Camp Lipa: ICMPD klagt SOS Balkanroute

Der Konflikt über den Bau eines Abschiebezentrums inklusive eines Gefängnisses im bosnischen Flüchtlingslager Lipa hat ein rechtliches Nachspiel.

Das Internationale Zentrum für Migrationspolitik (ICMPD) klagt die NGO SOS Balkanroute wegen Kreditschädigung beim Handelsgericht Wien. Man wolle weder die Meinungsfreiheit einschränken noch finanziellen Druck ausüben, so ein ICMPD-Sprecher gegenüber der APA. „Uns geht es ausschließlich um die Unterbindung von fortwährenden falschen Behauptungen.“

„Weil wir uns einer wiederholten Kreditschädigung ausgesetzt sehen, wählen wir jenen Weg, den der Rechtsstaat dafür vorsieht: die Einbringung einer Klage auf Unterlassung und Widerruf“, sagte der Sprecher. „Um die finanzielle Last so gering wie möglich zu halten, haben wir keine Geldforderungen wie zum Beispiel Schadenersatz geltend gemacht“, betonte er.

Darüber hinaus habe man sich am unteren gesetzlichen Rahmen für die Bewertung orientiert, die notwendig ist, um den vollen Instanzenzug ausschöpfen zu können.

„Österreichisches Guantanamo in Bosnien“

Der NGO und ihrem Gründer Petar Rosandic werden Aussendungen und Postings in sozialen Netzwerken seit dem 5. April vorgehalten. SOS Balkanroute hatte die ICMPD-Einrichtung als „das österreichische Guantanamo in Bosnien“ bezeichnet und in diesem Zusammenhang eindrücklich die Schicksale von Geflüchteten geschildert, die bei Pushbacks aus Kroatien nach Bosnien-Herzegowina malträtiert wurden. Zudem wurde das ICMPD als „ÖVP-nahe Organisation“ charakterisiert.

ICMPD-Direktor Spindelegger wies Vorwürfe zurück

ICMPD-Generaldirektor Michael Spindelegger hatte die Vorwürfe bereits Mitte April als „völligen Humbug“ zurückgewiesen. „Es gibt einen Vorwurf, dass Personen durch Pushbacks an der kroatischen Grenze in ein Lager gebracht werden, das wir angeblich errichten, wo dann mit Menschenrechtsverletzungen Leute festgehalten werden. Das ist völliger Unsinn. In keinem einzigen Fall gibt es jemanden, der in unserer Einrichtung, die wir dort hergestellt haben, untergebracht ist, weil sie noch gar nicht in Betrieb ist“, betonte der frühere ÖVP-Vizekanzler im APA-Gespräch.

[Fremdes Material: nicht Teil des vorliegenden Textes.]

//! API module for HTTP handlers.
//!
//! This module contains route definitions and request/response handlers.

pub mod ai;
pub mod auth;
pub mod dto;
pub mod error;
pub mod handlers;
pub mod todos;

use axum::Router;
use axum::routing::{get, patch, post, put};

pub use ai::{clear_suggestions, generate_suggestions, list_suggestions, prioritize_todos};
pub use auth::{AuthenticatedOwner, OWNER_ID_HEADER};
pub use dto::{
    DeletedResponse, ListTodosQuery, SuggestionResponse, TodoRequest, TodoResponse, ValidatedTodo,
};
pub use error::{ApiError, ApiErrorResponse, FieldError, ValidationError};
pub use handlers::{AppState, HealthResponse, health_check};
pub use todos::{complete_todo, create_todo, delete_todo, list_todos, toggle_todo, update_todo};

/// Builds the application router.
///
/// Cross-cutting layers (tracing, CORS) are added by the binary.
pub fn router(state: AppState) -> Router {
    Router::new()
        .route("/health", get(health_check))
        .route("/api/health", get(health_check))
        .route("/actuator/health", get(health_check))
        .route("/api/todos", get(list_todos).post(create_todo))
        .route("/api/todos/{id}", put(update_todo).delete(delete_todo))
        .route("/api/todos/{id}/complete", patch(complete_todo))
        .route("/api/todos/{id}/toggle", patch(toggle_todo))
        .route("/api/ai/prioritize", post(prioritize_todos))
        .route("/api/ai/suggest", post(generate_suggestions))
        .route(
            "/api/ai/suggestions",
            get(list_suggestions).delete(clear_suggestions),
        )
        .with_state(state)
}
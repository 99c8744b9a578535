//! Task domain model.
//!
//! Tasks are always scoped by their owner: every lookup and mutation in
//! this crate carries an [`OwnerId`], and no operation crosses owners.

use std::str::FromStr;

use chrono::{DateTime, SecondsFormat, Utc};
use serde::{Deserialize, Serialize};
use thiserror::Error;
use uuid::Uuid;

// =============================================================================
// Value Objects - Newtypes
// =============================================================================

/// Identifier of the user who exclusively controls a task or suggestion.
///
/// The user entity itself lives outside this crate; the identifier is only
/// used for filtering.
#[derive(Debug, Clone, Copy, PartialEq, Eq, PartialOrd, Ord, Hash, Serialize, Deserialize)]
pub struct OwnerId(Uuid);

impl OwnerId {
    /// Creates an `OwnerId` from an existing UUID.
    #[must_use]
    pub const fn from_uuid(uuid: Uuid) -> Self {
        Self(uuid)
    }

    /// Returns the inner UUID.
    #[must_use]
    pub const fn as_uuid(&self) -> &Uuid {
        &self.0
    }

    /// Generates a new random `OwnerId`.
    #[must_use]
    pub fn generate() -> Self {
        Self(Uuid::new_v4())
    }
}

impl std::fmt::Display for OwnerId {
    fn fmt(&self, formatter: &mut std::fmt::Formatter<'_>) -> std::fmt::Result {
        write!(formatter, "{}", self.0)
    }
}

/// Unique identifier for a task.
///
/// Assigned by the task store at insert time.
#[derive(Debug, Clone, Copy, PartialEq, Eq, PartialOrd, Ord, Hash, Serialize, Deserialize)]
pub struct TaskId(Uuid);

impl TaskId {
    /// Creates a `TaskId` from an existing UUID.
    #[must_use]
    pub const fn from_uuid(uuid: Uuid) -> Self {
        Self(uuid)
    }

    /// Returns the inner UUID.
    #[must_use]
    pub const fn as_uuid(&self) -> &Uuid {
        &self.0
    }

    /// Generates a new `TaskId` with a time-ordered UUID (v7).
    ///
    /// **Note**: This is an impure function (side effect: time + random).
    /// Only stores call it.
    #[must_use]
    pub fn generate_v7() -> Self {
        Self(Uuid::now_v7())
    }
}

impl std::fmt::Display for TaskId {
    fn fmt(&self, formatter: &mut std::fmt::Formatter<'_>) -> std::fmt::Result {
        write!(formatter, "{}", self.0)
    }
}

/// A timestamp wrapper for `DateTime<Utc>`.
#[derive(Debug, Clone, Copy, PartialEq, Eq, PartialOrd, Ord, Hash, Serialize, Deserialize)]
pub struct Timestamp(DateTime<Utc>);

impl Timestamp {
    /// Creates a `Timestamp` from a `DateTime<Utc>`.
    #[must_use]
    pub const fn from_datetime(datetime: DateTime<Utc>) -> Self {
        Self(datetime)
    }

    /// Returns the inner `DateTime<Utc>`.
    #[must_use]
    pub const fn as_datetime(&self) -> &DateTime<Utc> {
        &self.0
    }

    /// Returns the current time as a `Timestamp`.
    ///
    /// **Note**: This is an impure function (side effect: system clock).
    #[must_use]
    pub fn now() -> Self {
        Self(Utc::now())
    }
}

impl std::fmt::Display for Timestamp {
    fn fmt(&self, formatter: &mut std::fmt::Formatter<'_>) -> std::fmt::Result {
        // Sub-second digits appear only when non-zero.
        formatter.write_str(&self.0.to_rfc3339_opts(SecondsFormat::AutoSi, true))
    }
}

// =============================================================================
// Priority
// =============================================================================

/// The priority level of a task or suggestion.
#[derive(Debug, Clone, Copy, PartialEq, Eq, Hash, Serialize, Deserialize, Default)]
#[serde(rename_all = "SCREAMING_SNAKE_CASE")]
pub enum Priority {
    Low,
    #[default]
    Medium,
    High,
    Urgent,
}

impl Priority {
    /// Returns the sort rank used by the non-AI ordering.
    ///
    /// Lower ranks sort first: URGENT=1, HIGH=2, MEDIUM=3, LOW=4.
    #[must_use]
    pub const fn rank(self) -> u8 {
        match self {
            Self::Urgent => 1,
            Self::High => 2,
            Self::Medium => 3,
            Self::Low => 4,
        }
    }

    /// Returns the upper-case wire/database name.
    #[must_use]
    pub const fn as_str(self) -> &'static str {
        match self {
            Self::Low => "LOW",
            Self::Medium => "MEDIUM",
            Self::High => "HIGH",
            Self::Urgent => "URGENT",
        }
    }
}

impl std::fmt::Display for Priority {
    fn fmt(&self, formatter: &mut std::fmt::Formatter<'_>) -> std::fmt::Result {
        formatter.write_str(self.as_str())
    }
}

/// Error returned when a string does not name a priority.
#[derive(Debug, Clone, PartialEq, Eq, Error)]
#[error("Unknown priority: '{0}'")]
pub struct UnknownPriority(pub String);

impl FromStr for Priority {
    type Err = UnknownPriority;

    /// Parses a priority, ignoring case and surrounding whitespace.
    fn from_str(value: &str) -> Result<Self, Self::Err> {
        match value.trim().to_uppercase().as_str() {
            "LOW" => Ok(Self::Low),
            "MEDIUM" => Ok(Self::Medium),
            "HIGH" => Ok(Self::High),
            "URGENT" => Ok(Self::Urgent),
            _ => Err(UnknownPriority(value.to_string())),
        }
    }
}

// =============================================================================
// Task
// =============================================================================

/// Maximum length of a task title, in characters.
pub const MAX_TITLE_LENGTH: usize = 255;

/// Maximum length of a task description, in characters.
pub const MAX_DESCRIPTION_LENGTH: usize = 1000;

/// A persisted todo item.
#[derive(Debug, Clone, PartialEq, Eq, Serialize, Deserialize)]
pub struct Task {
    pub task_id: TaskId,
    pub owner_id: OwnerId,
    pub title: String,
    pub description: Option<String>,
    pub priority: Priority,
    pub completed: bool,
    pub due_at: Option<Timestamp>,
    pub created_at: Timestamp,
    pub updated_at: Timestamp,
}

impl Task {
    /// Materializes a stored task from a `NewTask` and store-assigned values.
    #[must_use]
    pub fn from_new(task_id: TaskId, new_task: NewTask, created_at: Timestamp) -> Self {
        Self {
            task_id,
            owner_id: new_task.owner_id,
            title: new_task.title,
            description: new_task.description,
            priority: new_task.priority,
            completed: false,
            due_at: new_task.due_at,
            created_at,
            updated_at: created_at,
        }
    }

    /// Returns a copy with the editable fields replaced by `changes`.
    #[must_use]
    pub fn apply(self, changes: TaskChanges) -> Self {
        Self {
            title: changes.title,
            description: changes.description,
            priority: changes.priority,
            due_at: changes.due_at,
            ..self
        }
    }

    /// Returns a copy with the completion flag set to `completed`.
    #[must_use]
    pub fn with_completed(self, completed: bool) -> Self {
        Self { completed, ..self }
    }

    /// Returns a copy marked as completed.
    #[must_use]
    pub fn complete(self) -> Self {
        self.with_completed(true)
    }

    /// Returns a copy with the completion flag flipped.
    #[must_use]
    pub fn toggle(self) -> Self {
        let completed = !self.completed;
        self.with_completed(completed)
    }

    /// Returns a copy with `updated_at` set to `now`.
    #[must_use]
    pub fn touched(self, now: Timestamp) -> Self {
        Self {
            updated_at: now,
            ..self
        }
    }
}

/// Owner-supplied data for a task that has not been stored yet.
#[derive(Debug, Clone, PartialEq, Eq)]
pub struct NewTask {
    pub owner_id: OwnerId,
    pub title: String,
    pub description: Option<String>,
    pub priority: Priority,
    pub due_at: Option<Timestamp>,
}

impl NewTask {
    /// Creates a new task draft with default priority and no description.
    #[must_use]
    pub fn new(owner_id: OwnerId, title: impl Into<String>) -> Self {
        Self {
            owner_id,
            title: title.into(),
            description: None,
            priority: Priority::default(),
            due_at: None,
        }
    }

    #[must_use]
    pub fn with_description(self, description: impl Into<String>) -> Self {
        Self {
            description: Some(description.into()),
            ..self
        }
    }

    #[must_use]
    pub fn with_priority(self, priority: Priority) -> Self {
        Self { priority, ..self }
    }

    #[must_use]
    pub fn with_due_at(self, due_at: Timestamp) -> Self {
        Self {
            due_at: Some(due_at),
            ..self
        }
    }
}

/// Replacement values for an update.
///
/// All four fields are overwritten; an absent description or due date
/// clears the stored value.
#[derive(Debug, Clone, PartialEq, Eq)]
pub struct TaskChanges {
    pub title: String,
    pub description: Option<String>,
    pub priority: Priority,
    pub due_at: Option<Timestamp>,
}

// =============================================================================
// Tests
// =============================================================================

„Irreführend, unvollständig und teilweise unwahr und kreditschädigend“

Die Aussendungen und Postings „sind insgesamt grob irreführend, unvollständig und teilweise unwahr und kreditschädigend“, begründete das ICMPD die nunmehrige Klage. Auch würden diverse Aspekte zur Aufgabe und Rolle des ICMPD „falsch wiedergegeben“.

Konkret wird darauf verwiesen, dass der Zubau im Auftrag der EU erfolgte, ICMPD nicht Betreiber der Anlage sei, sondern nur Errichter. Die Einrichtung habe Platz für zwölf Personen und sie könnten dort höchstens 72 Stunden angehalten werden.

„Zahlreiche Behauptungen in diesem Zusammenhang stellen auch eine Ehrenbeleidigung dar, indem ICMPD vorgeworfen wird, das Leid von Menschen zu forcieren und keinen Wert auf Rechtsstaatlichkeit zu legen“, heißt es vom ICMPD weiter.

Diesbezüglich wurde auch betont, dass ICMPD „eine internationale Organisation ohne parteipolitische Ausrichtung“ sei. Das beweise alleine der Umstand, dass sie von 19 Staaten getragen wird, darunter die Türkei, Deutschland, Portugal und Bosnien-Herzegowina.